The success of the Gainsborough melodramas also suggests that women wished to escape from the austerity of war to a distant world of luxury and beauty: the films allowed an expression of female sexuality denied by wartime dress and duties. Despite the emphasis placed on women’s femininity and self-adornment, clothing rations had been introduced in 1941, forcing “a redefinition and restriction of the female wardrobe”[5]. The melodrama costumes, especially the ‘historical’ ones, were extravagant and luxurious; the low-cut, figure-hugging dresses of the sensuous female stars were adorned with lace and jewels. Their male counterparts, too, sported tight trousers and shirts unbuttoned to the waist, aligning them with romantic literary characters like Mr Darcy and Heathcliff. The melodramas were created to address a perceived box-office need; they targeted specifically female, working-class audiences and therefore actively responded to the concerns and desires of this class- and gender-specific group. Thus, just as Summerskill’s reassurance that capable women could find love implies that this was a genuine concern, the images of luxury used in these films suggest that working women missed looking feminine, if not actually behaving as such.

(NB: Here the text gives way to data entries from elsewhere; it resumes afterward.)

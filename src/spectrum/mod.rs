use approx::{AbsDiffEq, RelativeEq};

use crate::Float;

mod color;
mod spectra;
mod wavelengths;

pub use color::*;
pub use spectra::*;
pub use wavelengths::*;

/// Number of wavelengths carried by every `SampledSpectrum` in the pipeline.
pub const NUM_SPECTRUM_SAMPLES: usize = 4;

pub const LAMBDA_MIN: Float = 360.0;
pub const LAMBDA_MAX: Float = 830.0;

/// A fixed-size vector of spectral or color coefficients with pointwise arithmetic.
#[derive(Clone, Copy)]
pub struct CoefficientSpectrum<const N: usize>([Float; N]);

/// Radiometric values at the `NUM_SPECTRUM_SAMPLES` wavelengths of a `SampledWavelengths`.
pub type SampledSpectrum = CoefficientSpectrum<NUM_SPECTRUM_SAMPLES>;

pub type Rgb = CoefficientSpectrum<3>;

impl<const N: usize> CoefficientSpectrum<N> {

    #[inline]
    pub fn new_with<F: FnMut(usize) -> Float>(init: F) -> Self {
        Self(std::array::from_fn(init))
    }

    #[inline]
    pub fn zip<F: Fn(Float, Float) -> Float>(&self, other: &Self, f: F) -> Self {
        Self::new_with(|i| f(self[i], other[i]))
    }

    pub fn uniform(val: Float) -> Self {
        Self::new_with(|_| val)
    }

    pub fn zero() -> Self {
        Self::uniform(0.0)
    }

    pub fn map<F: Fn(Float) -> Float>(&self, f: F) -> Self {
        Self::new_with(|i| f(self[i]))
    }

    pub fn is_black(&self) -> bool {
        self.0.iter().all(|&x| x == 0.0)
    }

    /// True if any coefficient is nonzero.
    pub fn is_positive(&self) -> bool {
        !self.is_black()
    }

    pub fn has_nans(&self) -> bool {
        self.0.iter().any(|&x| x.is_nan())
    }

    pub fn has_infs(&self) -> bool {
        self.0.iter().any(|&x| x.is_infinite())
    }

    pub fn lerp(t: Float, s1: Self, s2: Self) -> Self {
        (1.0 - t) * s1 + t * s2
    }

    pub fn sqrt(self) -> Self {
        self.map(Float::sqrt)
    }

    pub fn exp(self) -> Self {
        self.map(Float::exp)
    }

    pub fn clamp(self, low: Float, high: Float) -> Self {
        self.map(|x| x.clamp(low, high))
    }

    pub fn clamp_positive(self) -> Self {
        self.clamp(0.0, Float::INFINITY)
    }

    /// Pointwise division that yields zero wherever the divisor is zero.
    pub fn safe_div(self, rhs: Self) -> Self {
        self.zip(&rhs, crate::math::safe_div)
    }

    pub fn min_component_value(&self) -> Float {
        self.0.iter().cloned().fold(Float::INFINITY, Float::min)
    }

    pub fn max_component_value(&self) -> Float {
        self.0.iter().cloned().fold(Float::NEG_INFINITY, Float::max)
    }

    pub fn average(&self) -> Float {
        self.0.iter().sum::<Float>() / N as Float
    }

    pub fn values(&self) -> &[Float; N] {
        &self.0
    }
}

impl Rgb {
    pub fn new(r: Float, g: Float, b: Float) -> Self {
        Self([r, g, b])
    }

    pub fn r(&self) -> Float { self[0] }
    pub fn g(&self) -> Float { self[1] }
    pub fn b(&self) -> Float { self[2] }
}

impl<const N: usize> std::ops::Index<usize> for CoefficientSpectrum<N> {
    type Output = Float;

    fn index(&self, index: usize) -> &Self::Output {
        &self.0[index]
    }
}

impl<const N: usize> std::ops::IndexMut<usize> for CoefficientSpectrum<N> {
    fn index_mut(&mut self, index: usize) -> &mut Self::Output {
        &mut self.0[index]
    }
}

impl<const N: usize> PartialEq for CoefficientSpectrum<N> {
    fn eq(&self, other: &Self) -> bool {
        self.0 == other.0
    }
}

impl<const N: usize> Default for CoefficientSpectrum<N> {
    fn default() -> Self {
        Self::uniform(Float::default())
    }
}

impl<const N: usize> std::fmt::Debug for CoefficientSpectrum<N> {
    fn fmt(&self, f: &mut std::fmt::Formatter<'_>) -> std::fmt::Result {
        f.debug_list().entries(self.0.iter()).finish()
    }
}

impl<const N: usize> From<[Float; N]> for CoefficientSpectrum<N> {
    fn from(a: [Float; N]) -> Self {
        Self(a)
    }
}

impl<const N: usize> From<Float> for CoefficientSpectrum<N> {
    fn from(x: Float) -> Self {
        Self::uniform(x)
    }
}

impl<const N: usize> From<CoefficientSpectrum<N>> for [Float; N] {
    fn from(s: CoefficientSpectrum<N>) -> Self {
        s.0
    }
}

impl<const N: usize> std::iter::Sum for CoefficientSpectrum<N> {
    fn sum<I: Iterator<Item=Self>>(iter: I) -> Self {
        iter.fold(Self::uniform(0.0), std::ops::Add::add)
    }
}

impl<const N: usize> std::ops::Neg for CoefficientSpectrum<N> {
    type Output = Self;

    fn neg(self) -> Self::Output {
        self.map(|x| -x)
    }
}

impl<const N: usize> AbsDiffEq for CoefficientSpectrum<N> {
    type Epsilon = Float;

    fn default_epsilon() -> Float {
        Float::default_epsilon()
    }

    fn abs_diff_eq(&self, other: &Self, epsilon: Float) -> bool {
        self.0.iter().zip(other.0.iter()).all(|(a, b)| a.abs_diff_eq(b, epsilon))
    }
}

impl<const N: usize> RelativeEq for CoefficientSpectrum<N> {
    fn default_max_relative() -> Float {
        Float::default_max_relative()
    }

    fn relative_eq(&self, other: &Self, epsilon: Float, max_relative: Float) -> bool {
        self.0.iter().zip(other.0.iter()).all(|(a, b)| a.relative_eq(b, epsilon, max_relative))
    }
}

macro_rules! impl_op {
    ($op:ident, $name:ident, $sym:tt) => {
        impl<const N: usize> std::ops::$op for CoefficientSpectrum<N> {
            type Output = Self;

            fn $name(self, rhs: Self) -> Self::Output {
                Self::zip(&self, &rhs, |x, y| x $sym y)
            }
        }

        impl<const N: usize> std::ops::$op<Float> for CoefficientSpectrum<N> {
            type Output = Self;

            fn $name(self, rhs: Float) -> Self::Output {
                Self::new_with(|i| self[i] $sym rhs)
            }
        }

        impl<const N: usize> std::ops::$op<CoefficientSpectrum<N>> for Float {
            type Output = CoefficientSpectrum<N>;

            fn $name(self, rhs: CoefficientSpectrum<N>) -> Self::Output {
                CoefficientSpectrum::new_with(|i| self $sym rhs[i])
            }
        }
    }
}

macro_rules! impl_assign_op {
    ($op:ident, $name:ident, $sym:tt) => {
        impl<const N: usize> std::ops::$op for CoefficientSpectrum<N> {
            fn $name(&mut self, rhs: Self) {
                for i in 0..N {
                    self[i] $sym rhs[i];
                }
            }
        }

        impl<const N: usize> std::ops::$op<Float> for CoefficientSpectrum<N> {
            fn $name(&mut self, rhs: Float) {
                for i in 0..N {
                    self[i] $sym rhs;
                }
            }
        }
    }
}

impl_op!(Add, add, +);
impl_op!(Sub, sub, -);
impl_op!(Mul, mul, *);
impl_op!(Div, div, /);
impl_assign_op!(AddAssign, add_assign, +=);
impl_assign_op!(SubAssign, sub_assign, -=);
impl_assign_op!(MulAssign, mul_assign, *=);
impl_assign_op!(DivAssign, div_assign, /=);


#[cfg(test)]
mod tests {
    use super::*;

    #[test]
    fn test_iter_sum() {
        let spectra = vec![Rgb::uniform(1.0), Rgb::from([0.0, 1.0, 0.5])];
        let sum: Rgb = spectra.into_iter().sum();
        assert_eq!(sum, Rgb::from([1.0, 2.0, 1.5]));
    }

    #[test]
    fn test_reductions() {
        let s = SampledSpectrum::from([0.5, -1.0, 2.0, 0.5]);
        assert_eq!(s.min_component_value(), -1.0);
        assert_eq!(s.max_component_value(), 2.0);
        assert_eq!(s.average(), 0.5);
        assert!(s.is_positive());
        assert!(!SampledSpectrum::zero().is_positive());
    }

    #[test]
    fn test_safe_div_and_nan() {
        let a = SampledSpectrum::from([1.0, 2.0, 3.0, 4.0]);
        let b = SampledSpectrum::from([2.0, 0.0, 1.0, 0.0]);
        assert_eq!(a.safe_div(b), SampledSpectrum::from([0.5, 0.0, 3.0, 0.0]));
        assert!(!(a / b).has_nans());
        assert!((a / b).has_infs());
        assert!((SampledSpectrum::zero() / SampledSpectrum::zero()).has_nans());
    }
}
use std::path::PathBuf;

use clap::Parser;
use tracing::info;
use tracing_subscriber::prelude::*;
use tracing_subscriber::EnvFilter;
use tracing_tree::HierarchicalLayer;

use spectral_pt::imageio::write_image;
use spectral_pt::renderer::render_description;
use spectral_pt::scenes::SceneDescription;
use spectral_pt::settings::{FilterKind, IntegratorKind, RenderSettings, SamplerKind};

/// Renders one of the built-in scenes to a PNG or EXR image.
#[derive(Parser, Debug)]
#[command(version)]
struct Args {
    /// Built-in scene to render (cornell, furnace)
    #[arg(long, default_value = "cornell")]
    scene: String,

    /// Output image, format chosen by extension (.png or .exr)
    #[arg(short, long, default_value = "render.png")]
    output: PathBuf,

    #[arg(short, long, default_value_t = 400)]
    width: u32,

    #[arg(long, default_value_t = 400)]
    height: u32,

    /// Samples per pixel
    #[arg(short, long, default_value_t = 16)]
    spp: u32,

    #[arg(long, default_value_t = 0)]
    seed: u64,

    #[arg(short, long, value_enum, default_value_t = IntegratorKind::Path)]
    integrator: IntegratorKind,

    /// Maximum number of bounces for the path integrator
    #[arg(long, default_value_t = 5)]
    max_depth: u32,

    /// Widen near-specular lobes after the first non-specular bounce
    #[arg(long)]
    regularize: bool,

    #[arg(long, value_enum, default_value_t = SamplerKind::Independent)]
    sampler: SamplerKind,

    #[arg(long, value_enum, default_value_t = FilterKind::Gaussian)]
    filter: FilterKind,

    /// Output color space (srgb, rec2020)
    #[arg(long, default_value = "srgb")]
    color_space: String,

    /// Render thread count; defaults to one per core
    #[arg(short, long)]
    threads: Option<usize>,

    /// Show a progress bar
    #[arg(long)]
    progress: bool,
}

impl Args {
    fn settings(&self) -> RenderSettings {
        let defaults = RenderSettings::default();
        // the box filter only makes sense over a single pixel
        let filter_radius = match self.filter {
            FilterKind::Box => 0.5,
            FilterKind::Gaussian => defaults.filter_radius,
        };
        RenderSettings {
            width: self.width,
            height: self.height,
            spp: self.spp,
            seed: self.seed,
            integrator: self.integrator,
            max_depth: self.max_depth,
            regularize: self.regularize,
            sampler: self.sampler,
            filter: self.filter,
            filter_radius,
            color_space: self.color_space.clone(),
            threads: self.threads,
            progress: self.progress,
            ..defaults
        }
    }
}

fn init_tracing() {
    let filter = EnvFilter::try_from_default_env().unwrap_or_else(|_| EnvFilter::new("info"));
    tracing_subscriber::registry()
        .with(filter)
        .with(HierarchicalLayer::new(2).with_targets(true))
        .init();
}

fn main() -> anyhow::Result<()> {
    init_tracing();
    let args = Args::parse();
    let settings = args.settings();

    let desc = SceneDescription::by_name(&args.scene)?;
    info!(scene = %args.scene, integrator = ?settings.integrator, spp = settings.spp, "rendering");
    let film = render_description(&desc, &settings)?;

    write_image(&args.output, &film.to_rgb_image())?;
    Ok(())
}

In contrast, the topical films do not address female dissatisfaction with austerity measures: in Fires Were Started (screenplay and dir. Humphrey Jennings, 1943) the men and women working in the auxiliary fire service’s 14-Y sub-station are primarily seen in buttoned, straight-fitting uniforms. Symbolically, this emphasizes professionalism over pleasure; duty over desire – a theme comparable with Brief Encounter, as Laura, too, wears simple, androgynous clothes which echo wartime utility fashions, despite being set in 1938. Indeed, Laura only wears luxurious, feminine clothes in a dream sequence on the train after Alec kisses her. She is picturing the two of them, Alec in a dinner suit and herself in a beautiful white dress, with white gloves and sparkling jewellery, in the amorous locations of Paris and Venice. Laura’s fantasy plays out on the train window much like a film sequence and thus subtly links female fantasies with female cinema-going. Therefore both Brief Encounter and the Gainsborough melodramas explore feminine desire through their interaction with the austerity of the period.
Footnotes:
[1] Summerfield, ‘Reconstructing Women’s Wartime Lives’, (Manchester, 1998), p137.
[2] Harper, S. ‘Historical Pleasures: Gainsborough Costume Melodrama’. In: Gledhill, C. (ed.) ‘Home is Where the Heart Is’. (London, 1987), p184.
[3] Rose, S. ‘Which People’s War?’, p122.
[4] Ibid. p134.
[5] Harper, S. ‘Historical Pleasures’, p187.
Have a look at my stuff on women and the war in “Women in British Cinema: Mad, Bad and Dangerous to KNow”.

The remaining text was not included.